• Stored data
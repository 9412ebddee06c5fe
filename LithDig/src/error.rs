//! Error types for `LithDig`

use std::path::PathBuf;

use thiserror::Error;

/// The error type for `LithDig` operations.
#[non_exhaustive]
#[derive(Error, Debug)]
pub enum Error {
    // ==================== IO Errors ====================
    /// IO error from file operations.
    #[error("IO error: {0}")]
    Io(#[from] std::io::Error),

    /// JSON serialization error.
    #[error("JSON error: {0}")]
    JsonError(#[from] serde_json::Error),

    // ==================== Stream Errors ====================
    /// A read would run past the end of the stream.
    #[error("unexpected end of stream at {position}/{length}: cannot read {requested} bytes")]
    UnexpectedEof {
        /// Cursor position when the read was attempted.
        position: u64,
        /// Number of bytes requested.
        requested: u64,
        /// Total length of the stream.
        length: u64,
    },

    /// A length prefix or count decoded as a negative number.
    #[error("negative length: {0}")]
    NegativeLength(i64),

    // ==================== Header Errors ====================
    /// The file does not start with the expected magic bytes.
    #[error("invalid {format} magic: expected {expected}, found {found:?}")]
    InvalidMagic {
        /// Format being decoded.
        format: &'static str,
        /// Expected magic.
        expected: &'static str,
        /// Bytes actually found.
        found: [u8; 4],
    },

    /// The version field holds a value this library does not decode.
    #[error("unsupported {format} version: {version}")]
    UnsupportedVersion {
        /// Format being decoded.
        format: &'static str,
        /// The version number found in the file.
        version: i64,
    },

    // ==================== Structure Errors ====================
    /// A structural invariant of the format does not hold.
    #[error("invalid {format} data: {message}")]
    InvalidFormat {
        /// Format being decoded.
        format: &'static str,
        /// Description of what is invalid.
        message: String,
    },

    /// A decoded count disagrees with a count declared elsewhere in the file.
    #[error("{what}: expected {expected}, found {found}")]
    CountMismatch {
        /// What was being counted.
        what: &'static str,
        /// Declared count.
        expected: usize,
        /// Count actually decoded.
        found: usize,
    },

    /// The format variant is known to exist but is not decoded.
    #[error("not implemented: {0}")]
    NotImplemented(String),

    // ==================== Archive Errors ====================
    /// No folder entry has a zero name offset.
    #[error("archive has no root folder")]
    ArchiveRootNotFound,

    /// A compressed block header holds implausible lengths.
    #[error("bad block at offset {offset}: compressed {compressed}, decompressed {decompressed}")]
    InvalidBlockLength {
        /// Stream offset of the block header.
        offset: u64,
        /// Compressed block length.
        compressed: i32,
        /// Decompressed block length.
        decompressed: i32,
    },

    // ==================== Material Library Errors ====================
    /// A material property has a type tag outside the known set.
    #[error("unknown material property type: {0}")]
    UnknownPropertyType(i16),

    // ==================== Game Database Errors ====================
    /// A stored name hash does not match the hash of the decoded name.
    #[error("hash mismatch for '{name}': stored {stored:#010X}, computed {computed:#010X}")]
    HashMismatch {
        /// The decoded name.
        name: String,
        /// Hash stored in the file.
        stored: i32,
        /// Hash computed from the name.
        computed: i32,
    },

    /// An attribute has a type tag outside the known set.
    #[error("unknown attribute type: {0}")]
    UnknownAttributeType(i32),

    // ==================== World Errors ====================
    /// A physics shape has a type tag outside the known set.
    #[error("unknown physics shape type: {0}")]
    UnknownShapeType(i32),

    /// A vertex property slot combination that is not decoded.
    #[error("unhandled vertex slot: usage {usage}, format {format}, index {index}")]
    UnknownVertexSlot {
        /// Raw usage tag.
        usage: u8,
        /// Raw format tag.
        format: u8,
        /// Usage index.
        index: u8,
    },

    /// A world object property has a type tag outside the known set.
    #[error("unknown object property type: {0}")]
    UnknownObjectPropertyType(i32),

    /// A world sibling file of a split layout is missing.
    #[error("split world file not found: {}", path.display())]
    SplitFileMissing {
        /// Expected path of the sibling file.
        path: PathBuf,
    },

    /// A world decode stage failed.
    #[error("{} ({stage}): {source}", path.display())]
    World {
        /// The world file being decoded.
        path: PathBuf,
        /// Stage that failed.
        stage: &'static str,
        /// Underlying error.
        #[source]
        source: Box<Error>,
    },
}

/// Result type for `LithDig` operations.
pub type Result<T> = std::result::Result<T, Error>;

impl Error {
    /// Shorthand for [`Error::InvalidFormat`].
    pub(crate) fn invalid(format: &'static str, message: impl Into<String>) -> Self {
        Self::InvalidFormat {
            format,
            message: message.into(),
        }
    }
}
* * *
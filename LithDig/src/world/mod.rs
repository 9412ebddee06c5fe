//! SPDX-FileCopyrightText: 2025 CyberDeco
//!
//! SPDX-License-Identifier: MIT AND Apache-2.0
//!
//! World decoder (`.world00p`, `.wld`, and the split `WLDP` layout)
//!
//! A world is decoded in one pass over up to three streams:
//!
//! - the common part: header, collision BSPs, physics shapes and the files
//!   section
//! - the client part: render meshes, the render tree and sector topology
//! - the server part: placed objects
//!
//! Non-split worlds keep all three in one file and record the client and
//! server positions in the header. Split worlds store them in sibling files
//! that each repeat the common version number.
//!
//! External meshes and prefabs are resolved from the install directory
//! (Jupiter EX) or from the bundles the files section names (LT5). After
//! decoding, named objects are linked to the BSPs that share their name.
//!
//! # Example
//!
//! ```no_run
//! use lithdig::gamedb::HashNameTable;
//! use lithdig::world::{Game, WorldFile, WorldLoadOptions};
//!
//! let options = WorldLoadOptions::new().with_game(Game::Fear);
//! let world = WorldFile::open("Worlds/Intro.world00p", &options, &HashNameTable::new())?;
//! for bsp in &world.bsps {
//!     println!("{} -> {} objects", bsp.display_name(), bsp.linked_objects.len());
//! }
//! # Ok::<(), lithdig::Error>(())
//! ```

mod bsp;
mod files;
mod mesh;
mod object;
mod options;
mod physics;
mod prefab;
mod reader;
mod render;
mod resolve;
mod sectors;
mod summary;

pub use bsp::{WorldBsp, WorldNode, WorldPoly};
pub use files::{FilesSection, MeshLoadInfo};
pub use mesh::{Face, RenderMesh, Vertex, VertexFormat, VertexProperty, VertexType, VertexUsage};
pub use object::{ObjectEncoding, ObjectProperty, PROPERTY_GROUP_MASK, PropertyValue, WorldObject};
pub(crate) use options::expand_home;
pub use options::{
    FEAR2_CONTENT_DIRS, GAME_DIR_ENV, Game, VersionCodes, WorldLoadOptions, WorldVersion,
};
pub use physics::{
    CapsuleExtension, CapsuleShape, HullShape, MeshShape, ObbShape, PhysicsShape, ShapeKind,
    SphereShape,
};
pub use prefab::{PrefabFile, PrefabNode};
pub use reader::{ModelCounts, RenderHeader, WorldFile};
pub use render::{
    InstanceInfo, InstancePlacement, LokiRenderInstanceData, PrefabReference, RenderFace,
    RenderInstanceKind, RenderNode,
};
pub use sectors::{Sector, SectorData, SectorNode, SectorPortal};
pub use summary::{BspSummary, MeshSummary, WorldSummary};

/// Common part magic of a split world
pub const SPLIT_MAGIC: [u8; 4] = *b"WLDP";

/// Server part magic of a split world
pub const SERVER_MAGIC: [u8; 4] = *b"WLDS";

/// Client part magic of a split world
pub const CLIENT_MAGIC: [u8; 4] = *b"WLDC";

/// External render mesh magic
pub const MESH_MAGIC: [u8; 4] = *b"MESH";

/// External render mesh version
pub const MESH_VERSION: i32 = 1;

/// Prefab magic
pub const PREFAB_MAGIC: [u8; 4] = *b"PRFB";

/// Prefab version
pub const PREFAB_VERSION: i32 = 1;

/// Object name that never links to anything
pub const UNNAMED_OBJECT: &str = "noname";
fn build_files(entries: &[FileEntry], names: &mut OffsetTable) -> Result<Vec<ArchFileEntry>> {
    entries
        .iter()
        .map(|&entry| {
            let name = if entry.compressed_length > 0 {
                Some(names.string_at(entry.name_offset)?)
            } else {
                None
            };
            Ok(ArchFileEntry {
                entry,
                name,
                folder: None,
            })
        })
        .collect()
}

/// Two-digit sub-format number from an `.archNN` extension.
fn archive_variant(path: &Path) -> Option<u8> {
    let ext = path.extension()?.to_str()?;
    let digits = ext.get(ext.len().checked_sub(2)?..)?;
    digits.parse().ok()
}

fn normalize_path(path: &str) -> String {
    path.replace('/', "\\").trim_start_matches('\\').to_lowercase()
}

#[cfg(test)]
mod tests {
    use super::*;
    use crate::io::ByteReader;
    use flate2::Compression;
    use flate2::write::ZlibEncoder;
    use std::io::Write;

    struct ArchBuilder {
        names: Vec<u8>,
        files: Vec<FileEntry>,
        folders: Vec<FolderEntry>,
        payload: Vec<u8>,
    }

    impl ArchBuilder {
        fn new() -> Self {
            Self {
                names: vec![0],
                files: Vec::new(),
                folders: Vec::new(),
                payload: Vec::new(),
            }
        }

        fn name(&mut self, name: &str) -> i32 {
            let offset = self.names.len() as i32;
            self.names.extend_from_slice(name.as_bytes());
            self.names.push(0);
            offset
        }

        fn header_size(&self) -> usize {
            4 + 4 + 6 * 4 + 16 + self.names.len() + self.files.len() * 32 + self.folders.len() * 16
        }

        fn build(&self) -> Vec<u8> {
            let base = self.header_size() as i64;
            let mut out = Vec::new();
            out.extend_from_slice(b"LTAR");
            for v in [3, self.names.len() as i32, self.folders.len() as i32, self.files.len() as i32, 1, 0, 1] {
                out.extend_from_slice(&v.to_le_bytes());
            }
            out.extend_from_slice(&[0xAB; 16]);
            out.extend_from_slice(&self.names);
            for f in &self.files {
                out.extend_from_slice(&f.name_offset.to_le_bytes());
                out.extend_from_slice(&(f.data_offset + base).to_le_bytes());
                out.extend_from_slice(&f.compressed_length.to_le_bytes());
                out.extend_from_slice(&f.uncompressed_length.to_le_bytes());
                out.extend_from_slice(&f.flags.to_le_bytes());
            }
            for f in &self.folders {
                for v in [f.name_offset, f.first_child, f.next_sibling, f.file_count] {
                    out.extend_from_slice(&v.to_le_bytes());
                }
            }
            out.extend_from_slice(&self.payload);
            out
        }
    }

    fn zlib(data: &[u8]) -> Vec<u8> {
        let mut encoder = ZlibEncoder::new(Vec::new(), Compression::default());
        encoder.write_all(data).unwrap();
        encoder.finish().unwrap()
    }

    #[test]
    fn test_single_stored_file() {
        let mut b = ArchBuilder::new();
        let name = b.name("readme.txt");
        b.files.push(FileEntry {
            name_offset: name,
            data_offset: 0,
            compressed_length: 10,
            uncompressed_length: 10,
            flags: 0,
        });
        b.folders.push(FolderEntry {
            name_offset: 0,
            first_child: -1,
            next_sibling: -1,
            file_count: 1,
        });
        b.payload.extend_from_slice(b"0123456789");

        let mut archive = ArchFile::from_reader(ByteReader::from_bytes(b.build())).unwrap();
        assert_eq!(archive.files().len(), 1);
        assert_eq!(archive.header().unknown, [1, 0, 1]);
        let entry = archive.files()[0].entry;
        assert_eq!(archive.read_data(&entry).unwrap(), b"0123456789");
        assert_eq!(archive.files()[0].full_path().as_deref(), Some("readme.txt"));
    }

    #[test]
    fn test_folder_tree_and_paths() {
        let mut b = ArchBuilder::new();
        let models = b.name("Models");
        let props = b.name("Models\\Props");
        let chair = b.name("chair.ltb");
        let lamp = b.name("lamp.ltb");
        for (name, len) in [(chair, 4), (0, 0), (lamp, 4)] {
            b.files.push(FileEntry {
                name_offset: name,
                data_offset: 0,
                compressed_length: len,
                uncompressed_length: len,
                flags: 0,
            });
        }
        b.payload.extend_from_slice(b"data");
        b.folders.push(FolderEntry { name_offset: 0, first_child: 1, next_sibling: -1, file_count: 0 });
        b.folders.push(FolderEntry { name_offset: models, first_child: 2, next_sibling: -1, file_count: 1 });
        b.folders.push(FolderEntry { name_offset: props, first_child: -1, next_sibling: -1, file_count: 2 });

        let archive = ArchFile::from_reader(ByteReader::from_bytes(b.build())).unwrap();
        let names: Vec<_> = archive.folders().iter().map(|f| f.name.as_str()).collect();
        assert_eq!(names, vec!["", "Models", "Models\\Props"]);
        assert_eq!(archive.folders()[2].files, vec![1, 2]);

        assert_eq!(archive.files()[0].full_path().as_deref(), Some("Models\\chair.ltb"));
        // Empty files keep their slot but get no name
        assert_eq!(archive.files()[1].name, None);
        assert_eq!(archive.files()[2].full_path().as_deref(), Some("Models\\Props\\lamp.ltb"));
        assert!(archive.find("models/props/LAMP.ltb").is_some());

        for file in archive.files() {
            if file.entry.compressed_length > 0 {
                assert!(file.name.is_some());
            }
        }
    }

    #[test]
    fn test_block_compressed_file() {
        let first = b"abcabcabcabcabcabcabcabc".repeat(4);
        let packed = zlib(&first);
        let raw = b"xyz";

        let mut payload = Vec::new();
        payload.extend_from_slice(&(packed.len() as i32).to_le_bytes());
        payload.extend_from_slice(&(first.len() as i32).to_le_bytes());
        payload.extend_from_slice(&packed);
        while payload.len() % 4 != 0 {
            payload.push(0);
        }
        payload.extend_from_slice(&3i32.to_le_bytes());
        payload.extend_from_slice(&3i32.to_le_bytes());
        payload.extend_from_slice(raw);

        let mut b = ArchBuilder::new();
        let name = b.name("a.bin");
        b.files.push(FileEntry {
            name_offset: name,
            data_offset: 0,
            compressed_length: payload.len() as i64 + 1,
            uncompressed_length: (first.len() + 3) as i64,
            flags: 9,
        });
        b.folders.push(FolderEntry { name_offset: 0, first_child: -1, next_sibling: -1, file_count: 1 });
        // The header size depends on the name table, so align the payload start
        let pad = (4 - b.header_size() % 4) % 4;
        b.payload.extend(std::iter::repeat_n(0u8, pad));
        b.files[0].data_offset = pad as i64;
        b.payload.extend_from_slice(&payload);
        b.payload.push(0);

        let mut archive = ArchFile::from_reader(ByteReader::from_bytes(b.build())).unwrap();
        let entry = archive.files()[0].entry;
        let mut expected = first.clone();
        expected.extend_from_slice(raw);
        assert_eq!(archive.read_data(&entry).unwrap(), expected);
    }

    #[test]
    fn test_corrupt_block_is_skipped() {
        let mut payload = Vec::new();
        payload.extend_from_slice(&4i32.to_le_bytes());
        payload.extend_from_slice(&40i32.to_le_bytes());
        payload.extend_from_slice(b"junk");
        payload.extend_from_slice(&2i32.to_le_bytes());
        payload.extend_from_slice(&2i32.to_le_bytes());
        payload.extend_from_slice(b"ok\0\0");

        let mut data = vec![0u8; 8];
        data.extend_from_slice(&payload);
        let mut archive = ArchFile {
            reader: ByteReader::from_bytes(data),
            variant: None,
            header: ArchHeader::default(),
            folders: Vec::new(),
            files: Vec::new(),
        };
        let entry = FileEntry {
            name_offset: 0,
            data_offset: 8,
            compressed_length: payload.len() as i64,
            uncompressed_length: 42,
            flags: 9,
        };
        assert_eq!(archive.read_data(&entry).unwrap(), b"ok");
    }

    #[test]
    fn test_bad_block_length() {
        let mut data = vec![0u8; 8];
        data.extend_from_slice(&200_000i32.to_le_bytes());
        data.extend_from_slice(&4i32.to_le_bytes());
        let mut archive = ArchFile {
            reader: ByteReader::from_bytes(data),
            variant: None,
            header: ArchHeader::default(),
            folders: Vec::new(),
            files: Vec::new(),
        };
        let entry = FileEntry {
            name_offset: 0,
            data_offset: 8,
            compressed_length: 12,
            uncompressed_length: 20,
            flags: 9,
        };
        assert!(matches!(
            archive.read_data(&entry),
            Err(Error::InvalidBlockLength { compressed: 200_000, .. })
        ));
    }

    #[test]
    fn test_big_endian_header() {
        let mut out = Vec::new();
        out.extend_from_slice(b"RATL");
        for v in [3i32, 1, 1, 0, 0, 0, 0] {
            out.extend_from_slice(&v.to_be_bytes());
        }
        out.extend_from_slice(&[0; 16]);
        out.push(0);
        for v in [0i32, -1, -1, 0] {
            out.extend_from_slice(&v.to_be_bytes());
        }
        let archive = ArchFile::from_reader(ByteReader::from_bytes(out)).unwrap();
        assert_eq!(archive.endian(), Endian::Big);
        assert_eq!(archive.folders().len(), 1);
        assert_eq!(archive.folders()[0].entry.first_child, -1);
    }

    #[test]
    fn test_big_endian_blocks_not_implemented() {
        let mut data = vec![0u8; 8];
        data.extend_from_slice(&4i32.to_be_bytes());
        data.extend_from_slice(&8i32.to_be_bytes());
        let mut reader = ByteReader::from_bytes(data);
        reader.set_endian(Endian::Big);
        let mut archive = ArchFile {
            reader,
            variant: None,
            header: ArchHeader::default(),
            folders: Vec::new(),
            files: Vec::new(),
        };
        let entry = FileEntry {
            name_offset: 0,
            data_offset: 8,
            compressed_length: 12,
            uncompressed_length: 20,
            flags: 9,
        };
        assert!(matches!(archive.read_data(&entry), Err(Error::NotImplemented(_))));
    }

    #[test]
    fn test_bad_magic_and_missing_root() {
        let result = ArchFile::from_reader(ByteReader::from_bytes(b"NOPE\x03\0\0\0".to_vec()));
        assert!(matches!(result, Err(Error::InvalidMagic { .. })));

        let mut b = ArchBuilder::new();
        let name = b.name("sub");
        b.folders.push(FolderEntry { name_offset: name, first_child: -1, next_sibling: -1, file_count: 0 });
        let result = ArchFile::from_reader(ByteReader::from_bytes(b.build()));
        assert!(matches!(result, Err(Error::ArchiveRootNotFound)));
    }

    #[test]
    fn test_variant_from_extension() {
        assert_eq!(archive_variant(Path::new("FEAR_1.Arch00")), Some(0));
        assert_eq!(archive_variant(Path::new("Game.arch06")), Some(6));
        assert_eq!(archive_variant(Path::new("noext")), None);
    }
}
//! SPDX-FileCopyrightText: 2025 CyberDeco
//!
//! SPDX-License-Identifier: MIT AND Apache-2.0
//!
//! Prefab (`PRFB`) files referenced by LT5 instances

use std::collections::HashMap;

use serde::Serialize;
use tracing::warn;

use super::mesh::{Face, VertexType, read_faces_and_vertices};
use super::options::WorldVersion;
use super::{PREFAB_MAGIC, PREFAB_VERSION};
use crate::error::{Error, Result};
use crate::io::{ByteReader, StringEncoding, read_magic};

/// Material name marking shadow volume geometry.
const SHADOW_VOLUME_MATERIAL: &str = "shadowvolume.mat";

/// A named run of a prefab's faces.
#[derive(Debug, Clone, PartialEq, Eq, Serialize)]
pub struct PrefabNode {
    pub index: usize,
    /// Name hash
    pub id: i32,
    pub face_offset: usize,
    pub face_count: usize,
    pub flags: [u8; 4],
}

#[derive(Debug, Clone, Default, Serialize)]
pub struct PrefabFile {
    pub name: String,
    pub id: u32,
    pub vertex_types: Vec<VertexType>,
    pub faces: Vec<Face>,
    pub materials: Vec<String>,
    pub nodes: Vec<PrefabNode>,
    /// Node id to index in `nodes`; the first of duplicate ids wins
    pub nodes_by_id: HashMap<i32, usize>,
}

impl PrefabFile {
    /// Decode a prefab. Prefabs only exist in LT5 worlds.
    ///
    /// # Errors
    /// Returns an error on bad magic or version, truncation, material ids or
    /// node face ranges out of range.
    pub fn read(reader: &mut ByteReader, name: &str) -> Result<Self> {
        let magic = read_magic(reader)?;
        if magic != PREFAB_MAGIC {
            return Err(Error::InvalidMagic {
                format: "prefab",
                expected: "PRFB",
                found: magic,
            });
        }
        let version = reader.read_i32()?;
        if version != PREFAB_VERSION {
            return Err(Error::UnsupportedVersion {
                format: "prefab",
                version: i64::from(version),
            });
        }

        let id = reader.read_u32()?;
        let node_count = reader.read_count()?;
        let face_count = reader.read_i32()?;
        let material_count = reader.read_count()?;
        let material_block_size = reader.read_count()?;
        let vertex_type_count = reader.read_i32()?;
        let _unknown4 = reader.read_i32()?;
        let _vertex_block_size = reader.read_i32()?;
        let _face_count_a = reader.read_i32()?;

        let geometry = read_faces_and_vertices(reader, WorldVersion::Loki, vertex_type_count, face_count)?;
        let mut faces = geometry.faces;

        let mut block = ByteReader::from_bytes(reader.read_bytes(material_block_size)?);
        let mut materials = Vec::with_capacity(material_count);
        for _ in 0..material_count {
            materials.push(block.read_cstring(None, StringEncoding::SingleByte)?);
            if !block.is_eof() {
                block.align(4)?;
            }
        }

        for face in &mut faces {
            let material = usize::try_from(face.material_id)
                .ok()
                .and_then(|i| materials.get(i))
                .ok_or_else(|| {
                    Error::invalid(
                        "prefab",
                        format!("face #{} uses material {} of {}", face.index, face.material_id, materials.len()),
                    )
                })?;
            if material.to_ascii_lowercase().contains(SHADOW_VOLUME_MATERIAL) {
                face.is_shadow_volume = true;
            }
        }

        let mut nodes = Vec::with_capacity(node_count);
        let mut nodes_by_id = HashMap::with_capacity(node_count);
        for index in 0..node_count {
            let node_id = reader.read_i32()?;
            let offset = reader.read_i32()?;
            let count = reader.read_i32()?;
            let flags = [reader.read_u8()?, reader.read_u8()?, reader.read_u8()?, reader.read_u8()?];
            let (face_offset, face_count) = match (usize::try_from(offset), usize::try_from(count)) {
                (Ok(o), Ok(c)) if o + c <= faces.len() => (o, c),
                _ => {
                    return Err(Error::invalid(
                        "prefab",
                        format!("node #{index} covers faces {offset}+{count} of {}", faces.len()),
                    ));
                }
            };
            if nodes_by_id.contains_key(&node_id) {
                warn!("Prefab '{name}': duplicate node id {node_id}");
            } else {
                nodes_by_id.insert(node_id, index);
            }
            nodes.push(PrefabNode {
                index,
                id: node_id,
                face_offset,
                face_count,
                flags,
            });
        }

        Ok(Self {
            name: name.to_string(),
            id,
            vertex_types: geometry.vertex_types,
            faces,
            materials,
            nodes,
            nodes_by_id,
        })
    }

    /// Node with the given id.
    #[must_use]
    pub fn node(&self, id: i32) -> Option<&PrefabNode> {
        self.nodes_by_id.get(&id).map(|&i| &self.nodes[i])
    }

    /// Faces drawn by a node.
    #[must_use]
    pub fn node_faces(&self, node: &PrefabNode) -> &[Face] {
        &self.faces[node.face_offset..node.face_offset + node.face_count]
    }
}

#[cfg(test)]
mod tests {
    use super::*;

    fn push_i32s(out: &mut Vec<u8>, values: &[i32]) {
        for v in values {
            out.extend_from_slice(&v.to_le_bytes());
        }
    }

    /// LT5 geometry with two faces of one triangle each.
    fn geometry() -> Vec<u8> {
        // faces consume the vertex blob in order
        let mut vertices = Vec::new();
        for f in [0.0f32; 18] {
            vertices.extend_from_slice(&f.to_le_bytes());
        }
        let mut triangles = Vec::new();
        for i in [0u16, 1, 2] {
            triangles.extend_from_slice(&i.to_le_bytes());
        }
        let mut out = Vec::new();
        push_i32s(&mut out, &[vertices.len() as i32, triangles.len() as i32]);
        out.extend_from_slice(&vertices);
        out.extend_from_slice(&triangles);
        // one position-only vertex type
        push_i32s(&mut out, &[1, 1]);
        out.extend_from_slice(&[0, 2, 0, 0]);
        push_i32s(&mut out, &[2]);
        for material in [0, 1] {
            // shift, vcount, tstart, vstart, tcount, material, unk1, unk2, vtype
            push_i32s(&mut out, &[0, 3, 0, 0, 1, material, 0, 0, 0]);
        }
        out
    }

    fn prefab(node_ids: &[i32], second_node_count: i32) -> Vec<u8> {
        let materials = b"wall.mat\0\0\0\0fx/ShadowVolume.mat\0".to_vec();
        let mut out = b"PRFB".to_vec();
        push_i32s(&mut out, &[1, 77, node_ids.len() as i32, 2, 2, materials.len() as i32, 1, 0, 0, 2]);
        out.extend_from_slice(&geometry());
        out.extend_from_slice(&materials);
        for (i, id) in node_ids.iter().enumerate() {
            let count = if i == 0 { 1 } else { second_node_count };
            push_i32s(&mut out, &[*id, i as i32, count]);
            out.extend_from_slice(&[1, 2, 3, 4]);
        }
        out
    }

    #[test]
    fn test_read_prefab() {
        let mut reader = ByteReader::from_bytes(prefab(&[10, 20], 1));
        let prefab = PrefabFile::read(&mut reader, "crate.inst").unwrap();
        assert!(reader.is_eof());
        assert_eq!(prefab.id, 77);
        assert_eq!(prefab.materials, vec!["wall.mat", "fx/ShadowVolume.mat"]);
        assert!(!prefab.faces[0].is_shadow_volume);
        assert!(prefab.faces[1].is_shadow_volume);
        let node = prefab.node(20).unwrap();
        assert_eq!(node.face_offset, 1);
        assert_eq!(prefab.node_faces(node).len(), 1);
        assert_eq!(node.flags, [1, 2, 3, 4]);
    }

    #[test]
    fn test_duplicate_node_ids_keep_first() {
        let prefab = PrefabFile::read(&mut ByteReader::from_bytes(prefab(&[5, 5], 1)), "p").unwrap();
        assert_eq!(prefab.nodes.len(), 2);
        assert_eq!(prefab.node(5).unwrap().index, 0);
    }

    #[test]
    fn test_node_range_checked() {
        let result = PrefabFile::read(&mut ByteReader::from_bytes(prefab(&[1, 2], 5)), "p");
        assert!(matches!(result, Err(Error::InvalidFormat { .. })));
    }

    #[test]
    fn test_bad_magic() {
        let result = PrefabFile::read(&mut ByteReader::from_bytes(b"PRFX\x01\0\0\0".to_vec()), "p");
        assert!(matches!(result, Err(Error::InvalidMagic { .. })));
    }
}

• REQUIRED ACTION
Every line above that holds the string "geometry" should be returned.

• ANSWER
/// Material name marking shadow volume geometry.
        let geometry = read_faces_and_vertices(reader, WorldVersion::Loki, vertex_type_count, face_count)?;
        let mut faces = geometry.faces;
            vertex_types: geometry.vertex_types,
    /// LT5 geometry with two faces of one triangle each.
    fn geometry() -> Vec<u8> {
        out.extend_from_slice(&geometry());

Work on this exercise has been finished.